Even with the additional HTTP requests added by Google Fonts, they load much faster from Google CDN than when they’re hosted locally. So, what can explain this anomaly? The below section provides a brief explanation.
Why Google Fonts is Better
- Google is clever about how it serves fonts to each user. It doesn’t deliver the same CSS to everyone, but decides what stylesheet to serve based on the user’s device, browser, and various other factors. For example, it’ll serve fonts with resource-heavy features such as WOFF, Kerning, and Hints only to those user agents that support them. In all other cases, it’ll use the superior WOFF 2.0 compression standard.
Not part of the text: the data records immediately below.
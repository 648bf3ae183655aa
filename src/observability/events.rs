//! Lifecycle events emitted by the archive and the ACL engine

use std::fmt;

/// Observable events
#[derive(Debug, Clone, Copy, PartialEq, Eq)]
pub enum Event {
    // Configuration
    /// Configuration loaded
    ConfigLoaded,

    // Versioning
    /// A version number was claimed for a content unit
    VersionClaimed,

    // Element store
    /// Element linked or copied in from the workspace
    ElementStored,
    /// Element carried forward into another version
    ElementCopied,
    /// Version subtree removed
    ElementsDeleted,
    /// Element store I/O or linking failure
    ElementStoreFailed,
    /// More than one file matched an asset id
    ElementStoreCorrupted,

    // Archive
    /// Media package version written to the archive
    ArchiveWrite,

    // ACL propagation
    /// ACL applied to an episode
    EpisodeAclApplied,
    /// ACL applied to a series
    SeriesAclApplied,
    /// ACL application failed
    AclApplyFailed,
    /// Episode absent from the search index
    SearchMissing,
    /// A job did not finish inside the barrier
    JobNotFinished,
    /// Follow-up workflow could not be started
    WorkflowFailed,

    // Managed ACLs
    /// Managed ACL created
    AclCreated,
    /// Managed ACL renamed
    AclRenamed,
    /// Managed ACL deleted
    AclDeleted,

    // Transitions
    /// Transition marked done
    TransitionCompleted,
    /// Transition attempt failed
    TransitionFailed,
    /// Transition exhausted its attempts
    TransitionAbandoned,
    /// Scheduling pass started
    ScanBegin,
    /// Scheduling pass finished
    ScanComplete,
}

impl Event {
    /// Returns the string representation of the event
    pub fn as_str(&self) -> &'static str {
        match self {
            Event::ConfigLoaded => "CONFIG_LOADED",

            Event::VersionClaimed => "VERSION_CLAIMED",

            Event::ElementStored => "ELEMENT_STORED",
            Event::ElementCopied => "ELEMENT_COPIED",
            Event::ElementsDeleted => "ELEMENTS_DELETED",
            Event::ElementStoreFailed => "ELEMENT_STORE_FAILED",
            Event::ElementStoreCorrupted => "ELEMENT_STORE_CORRUPTED",

            Event::ArchiveWrite => "ARCHIVE_WRITE",

            Event::EpisodeAclApplied => "EPISODE_ACL_APPLIED",
            Event::SeriesAclApplied => "SERIES_ACL_APPLIED",
            Event::AclApplyFailed => "ACL_APPLY_FAILED",
            Event::SearchMissing => "SEARCH_MISSING",
            Event::JobNotFinished => "JOB_NOT_FINISHED",
            Event::WorkflowFailed => "WORKFLOW_FAILED",

            Event::AclCreated => "ACL_CREATED",
            Event::AclRenamed => "ACL_RENAMED",
            Event::AclDeleted => "ACL_DELETED",

            Event::TransitionCompleted => "TRANSITION_COMPLETED",
            Event::TransitionFailed => "TRANSITION_FAILED",
            Event::TransitionAbandoned => "TRANSITION_ABANDONED",
            Event::ScanBegin => "SCAN_BEGIN",
            Event::ScanComplete => "SCAN_COMPLETE",
        }
    }

    /// Failure events are logged at ERROR
    pub fn is_failure(&self) -> bool {
        matches!(
            self,
            Event::ElementStoreFailed
                | Event::ElementStoreCorrupted
                | Event::AclApplyFailed
                | Event::TransitionAbandoned
        )
    }
}

impl fmt::Display for Event {
    fn fmt(&self, f: &mut fmt::Formatter<'_>) -> fmt::Result {
        write!(f, "{}", self.as_str())
    }
}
This can help reduce the size of fonts delivered, making them load much faster.
- Google Font API script downloads fonts on a per page basis based on multiple factors, even if the page header includes it. If a web page doesn’t use the fonts specified, Google Fonts won’t load it. If you’re hosting fonts locally, it’ll be hard to enable this functionality.
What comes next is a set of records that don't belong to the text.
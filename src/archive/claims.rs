//! # Version Claims
//!
//! One persisted `{content_unit_id, last_claimed}` row per content unit.
//!
//! The allocator is not synchronized: callers hold the content unit's
//! [`ResourceLock`](crate::lock::ResourceLock) across claim-then-write.

use std::collections::{BTreeMap, HashMap};
use std::path::Path;
use std::sync::{Arc, Mutex, RwLock};

use super::errors::ArchiveResult;
use super::version::Version;
use crate::observability::{Logger, Event};
use crate::persistence::{JsonFile, PersistenceError, PersistenceResult};

/// Durable storage of the last claimed version per content unit
pub trait ClaimStore: Send + Sync + std::fmt::Debug {
    /// Last claimed version, `None` when nothing was ever claimed
    fn last_claimed(&self, content_unit_id: &str) -> PersistenceResult<Option<Version>>;

    /// Insert or update the claim row
    fn record_claim(&self, content_unit_id: &str, version: Version) -> PersistenceResult<()>;
}

/// Claim store backed by one JSON document
#[derive(Debug)]
pub struct FileClaimStore {
    file: JsonFile<BTreeMap<String, Version>>,
    claims: Mutex<BTreeMap<String, Version>>,
}

impl FileClaimStore {
    pub fn open(path: impl AsRef<Path>) -> PersistenceResult<Self> {
        let file = JsonFile::new(path);
        let claims = file.load()?;
        Ok(Self {
            file,
            claims: Mutex::new(claims),
        })
    }
}

impl ClaimStore for FileClaimStore {
    fn last_claimed(&self, content_unit_id: &str) -> PersistenceResult<Option<Version>> {
        let claims = self
            .claims
            .lock()
            .map_err(|_| PersistenceError::Poisoned("claims"))?;
        Ok(claims.get(content_unit_id).copied())
    }

    fn record_claim(&self, content_unit_id: &str, version: Version) -> PersistenceResult<()> {
        let mut claims = self
            .claims
            .lock()
            .map_err(|_| PersistenceError::Poisoned("claims"))?;

        // Only publish the new value once it is on disk
        let mut next = claims.clone();
        next.insert(content_unit_id.to_string(), version);
        self.file.save(&next)?;
        *claims = next;
        Ok(())
    }
}

/// In-memory claim store
#[derive(Debug, Default)]
pub struct MemClaimStore {
    claims: RwLock<HashMap<String, Version>>,
}

impl MemClaimStore {
    pub fn new() -> Self {
        Self::default()
    }
}

impl ClaimStore for MemClaimStore {
    fn last_claimed(&self, content_unit_id: &str) -> PersistenceResult<Option<Version>> {
        let claims = self
            .claims
            .read()
            .map_err(|_| PersistenceError::Poisoned("claims"))?;
        Ok(claims.get(content_unit_id).copied())
    }

    fn record_claim(&self, content_unit_id: &str, version: Version) -> PersistenceResult<()> {
        let mut claims = self
            .claims
            .write()
            .map_err(|_| PersistenceError::Poisoned("claims"))?;
        claims.insert(content_unit_id.to_string(), version);
        Ok(())
    }
}

/// Hands out the next unused version of a content unit
#[derive(Debug, Clone)]
pub struct VersionAllocator {
    store: Arc<dyn ClaimStore>,
}

impl VersionAllocator {
    pub fn new(store: Arc<dyn ClaimStore>) -> Self {
        Self { store }
    }

    /// Claim the next version. The first claim for an id yields [`Version::FIRST`].
    pub fn claim_next(&self, content_unit_id: &str) -> ArchiveResult<Version> {
        let next = match self.store.last_claimed(content_unit_id)? {
            Some(last) => last.next(),
            None => Version::FIRST,
        };
        self.store.record_claim(content_unit_id, next)?;

        Logger::trace(
            Event::VersionClaimed.as_str(),
            &[
                ("unit", content_unit_id),
                ("version", next.to_string().as_str()),
            ],
        );
        Ok(next)
    }

    /// Last claimed version without claiming
    pub fn last_claimed(&self, content_unit_id: &str) -> ArchiveResult<Option<Version>> {
        Ok(self.store.last_claimed(content_unit_id)?)
    }
}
- While reducing the number of HTTP requests is a great way to speed up your website’s performance in most cases, the above test results suggest that it isn’t the case with Google Fonts. The actual load time of your website will suffer if you host Google Fonts locally.
- Google uses the best-in-class web performance technologies to serve fonts. Even if you know little about web fonts and how to use them, Google Fonts make it super easy to implement them on your website with no significant performance loss.
- When a new web fonts technology arrives (e.g. variable fonts, progressive font enrichment, better compression), Google Fonts API will bring it immediately to millions of websites. You don’t have to do much to enable it.
Summary
Self-hosting fonts seems like a good way to speed up your website. But as we discovered above, Google Fonts is not just a vast repository of free fonts, it’s also a smart way to deliver them with the latest web performance techniques.
You learnt that self-hosting web fonts is a bit more complex than just downloading and hosting them. Optimizing their delivery by yourself isn’t that simple, unless you have the know-how and technical skills to implement it perfectly. Thankfully, Google Fonts handles all of it for you.
Ultimately, the more fonts (and subtypes) you use on your website, the longer it’ll take to load. WP Rocket includes the Optimize Google Fonts option to improve font performance without hosting fonts locally.
I hope this post convinced you why it’s not recommended self-hosting Google Fonts in most cases.